*THE DATA*

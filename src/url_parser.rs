//! URL parser for extracting Google Drive IDs from URLs and link files.

use std::fs;
use std::io::ErrorKind;
use std::path::Path;
use std::sync::LazyLock;

use regex::Regex;
use tracing::{error, warn};

use crate::error::{DriveError, Result};

/// Marker that identifies a folder link anywhere in a line.
static FOLDER_MARKER_REGEX: LazyLock<Regex> = LazyLock::new(|| {
    Regex::new(r"drive\.google\.com/drive/(?:u/\d+/)?folders/([^?#/\s]*)")
        .expect("Invalid folder marker regex")
});

/// Regex patterns for Google Drive URLs.
static FOLDER_URL_REGEX: LazyLock<Regex> = LazyLock::new(|| {
    Regex::new(r"^https?://drive\.google\.com/drive/(?:u/\d+/)?folders/([a-zA-Z0-9_-]+)")
        .expect("Invalid folder URL regex")
});

static FILE_URL_REGEX: LazyLock<Regex> = LazyLock::new(|| {
    Regex::new(r"^https?://drive\.google\.com/file/d/([a-zA-Z0-9_-]+)")
        .expect("Invalid file URL regex")
});

static OPEN_URL_REGEX: LazyLock<Regex> = LazyLock::new(|| {
    Regex::new(r"^https?://drive\.google\.com/open\?id=([a-zA-Z0-9_-]+)")
        .expect("Invalid open URL regex")
});

/// Valid Google Drive ID pattern (alphanumeric, underscore, hyphen).
static ID_REGEX: LazyLock<Regex> =
    LazyLock::new(|| Regex::new(r"^[a-zA-Z0-9_-]+$").expect("Invalid ID regex"));

/// Extract a Google Drive ID from a URL or validate a raw ID.
///
/// Supports the following URL formats:
/// - `https://drive.google.com/drive/folders/<ID>`
/// - `https://drive.google.com/drive/u/0/folders/<ID>`
/// - `https://drive.google.com/file/d/<ID>/view`
/// - `https://drive.google.com/open?id=<ID>`
/// - Raw ID string
///
/// # Examples
///
/// ```
/// use drive_mirror::url_parser::extract_id;
///
/// let id = extract_id("https://drive.google.com/drive/folders/1abc123").unwrap();
/// assert_eq!(id, "1abc123");
///
/// let id = extract_id("1abc123").unwrap();
/// assert_eq!(id, "1abc123");
/// ```
pub fn extract_id(url_or_id: &str) -> Result<String> {
    let trimmed = url_or_id.trim();

    for regex in [&FOLDER_URL_REGEX, &FILE_URL_REGEX, &OPEN_URL_REGEX] {
        if let Some(id) = regex.captures(trimmed).and_then(|c| c.get(1)) {
            return Ok(id.as_str().to_string());
        }
    }

    if ID_REGEX.is_match(trimmed) {
        return Ok(trimmed.to_string());
    }

    Err(DriveError::InvalidUrlOrId(url_or_id.to_string()))
}

/// Outcome of inspecting one line of a links file.
#[derive(Debug, PartialEq, Eq)]
pub enum LinkLine {
    /// The line holds a folder link with this ID.
    Folder(String),
    /// The line has the folder marker but no usable ID.
    Malformed,
    /// The line has nothing to do with folder links.
    Ignored,
}

/// Classify a single line of a links file.
///
/// The ID is the text after `.../folders/` up to the next `?` (also `#`, `/`
/// or whitespace), and must look like a Drive ID.
pub fn parse_link_line(line: &str) -> LinkLine {
    match FOLDER_MARKER_REGEX.captures(line).and_then(|c| c.get(1)) {
        Some(segment) if ID_REGEX.is_match(segment.as_str()) => {
            LinkLine::Folder(segment.as_str().to_string())
        }
        Some(_) => LinkLine::Malformed,
        None => LinkLine::Ignored,
    }
}

/// Extract folder IDs from the text of a links file, in order.
///
/// Duplicates are kept. Malformed folder links are logged and skipped.
pub fn extract_folder_ids(content: &str) -> Vec<String> {
    content
        .lines()
        .filter_map(|line| match parse_link_line(line) {
            LinkLine::Folder(id) => Some(id),
            LinkLine::Malformed => {
                warn!("Invalid folder link format: {}", line.trim());
                None
            }
            LinkLine::Ignored => None,
        })
        .collect()
}

/// Read a links file and extract its folder IDs.
///
/// A missing or unreadable file is logged and yields no IDs; the caller
/// decides whether an empty result is fatal.
pub fn read_folder_ids<P: AsRef<Path>>(path: P) -> Vec<String> {
    let path = path.as_ref();
    match fs::read_to_string(path) {
        Ok(content) => extract_folder_ids(&content),
        Err(e) if e.kind() == ErrorKind::NotFound => {
            error!("Links file not found: {}", path.display());
            Vec::new()
        }
        Err(e) => {
            error!("Failed to read links file {}: {}", path.display(), e);
            Vec::new()
        }
    }
}
//! Logging init: a timestamped log file per run, mirrored to the console.

use std::fs;
use std::io::{self, Write};
use std::path::{Path, PathBuf};

use time::macros::format_description;
use time::OffsetDateTime;
use tracing_appender::non_blocking::{NonBlockingBuilder, WorkerGuard};
use tracing_subscriber::filter::LevelFilter;
use tracing_subscriber::fmt::MakeWriter;
use tracing_subscriber::layer::SubscriberExt;
use tracing_subscriber::util::SubscriberInitExt;
use tracing_subscriber::{fmt, EnvFilter, Layer};

use crate::progress::suspend_active;

#[derive(Debug, thiserror::Error)]
pub enum LogError {
    #[error("io error: {0}")]
    Io(#[from] io::Error),
    #[error("time formatting failed: {0}")]
    Time(#[from] time::error::Format),
    #[error("subscriber init failed: {0}")]
    SubscriberInit(#[from] tracing_subscriber::util::TryInitError),
}

#[derive(Clone, Debug)]
pub struct LogOptions {
    pub log_dir: PathBuf,
    pub debug: bool,
    pub use_color: bool,
}

impl Default for LogOptions {
    fn default() -> Self {
        Self {
            log_dir: PathBuf::from("."),
            debug: false,
            use_color: true,
        }
    }
}

/// Keeps the file writer alive; drop it last so buffered lines are flushed.
pub struct LogGuard {
    path: PathBuf,
    _guard: WorkerGuard,
}

impl LogGuard {
    /// The log file of this run.
    pub fn path(&self) -> &Path {
        &self.path
    }
}

/// Stderr writer that lifts the progress bar off the terminal while a line is
/// written, so log lines and the bar do not interleave.
#[derive(Clone, Copy, Debug, Default)]
struct ConsoleWriterMake;

impl<'a> MakeWriter<'a> for ConsoleWriterMake {
    type Writer = ConsoleWriter;

    fn make_writer(&'a self) -> Self::Writer {
        ConsoleWriter
    }
}

struct ConsoleWriter;

impl Write for ConsoleWriter {
    fn write(&mut self, buf: &[u8]) -> io::Result<usize> {
        suspend_active(|| io::stderr().write(buf))
    }

    fn write_all(&mut self, buf: &[u8]) -> io::Result<()> {
        suspend_active(|| io::stderr().write_all(buf))
    }

    fn flush(&mut self) -> io::Result<()> {
        io::stderr().flush()
    }
}

/// `log_<YYYYMMDD_HHMMSS>.txt` for the given instant.
pub fn log_file_name(at: OffsetDateTime) -> Result<String, LogError> {
    let stamp = at.format(format_description!(
        "[year][month][day]_[hour][minute][second]"
    ))?;
    Ok(format!("log_{stamp}.txt"))
}

/// Install the global subscriber.
///
/// The console layer honours `RUST_LOG` and otherwise shows INFO (DEBUG with
/// `debug`); the file layer always records at the same level without colour.
pub fn init_logging(options: &LogOptions) -> Result<LogGuard, LogError> {
    fs::create_dir_all(&options.log_dir)?;

    let now = OffsetDateTime::now_local().unwrap_or_else(|_| OffsetDateTime::now_utc());
    let path = options.log_dir.join(log_file_name(now)?);
    let file = fs::OpenOptions::new().create(true).append(true).open(&path)?;

    let (file_writer, guard) = NonBlockingBuilder::default().lossy(false).finish(file);

    let level = if options.debug {
        LevelFilter::DEBUG
    } else {
        LevelFilter::INFO
    };
    let console_filter = EnvFilter::builder()
        .with_default_directive(level.into())
        .from_env_lossy();

    let console_layer = fmt::layer()
        .with_target(false)
        .with_level(true)
        .with_ansi(options.use_color)
        .with_writer(ConsoleWriterMake)
        .with_filter(console_filter);

    let file_layer = fmt::layer()
        .with_target(false)
        .with_level(true)
        .with_ansi(false)
        .with_writer(file_writer)
        .with_filter(level);

    tracing_subscriber::registry()
        .with(console_layer)
        .with(file_layer)
        .try_init()?;

    Ok(LogGuard {
        path,
        _guard: guard,
    })
}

*REQUIRED ACTION*
In the entries above, find each line containing the string "that" and copy it.

*RESPONSE TO THE TASK*
/// Marker that identifies a folder link anywhere in a line.
/// Stderr writer that lifts the progress bar off the terminal while a line is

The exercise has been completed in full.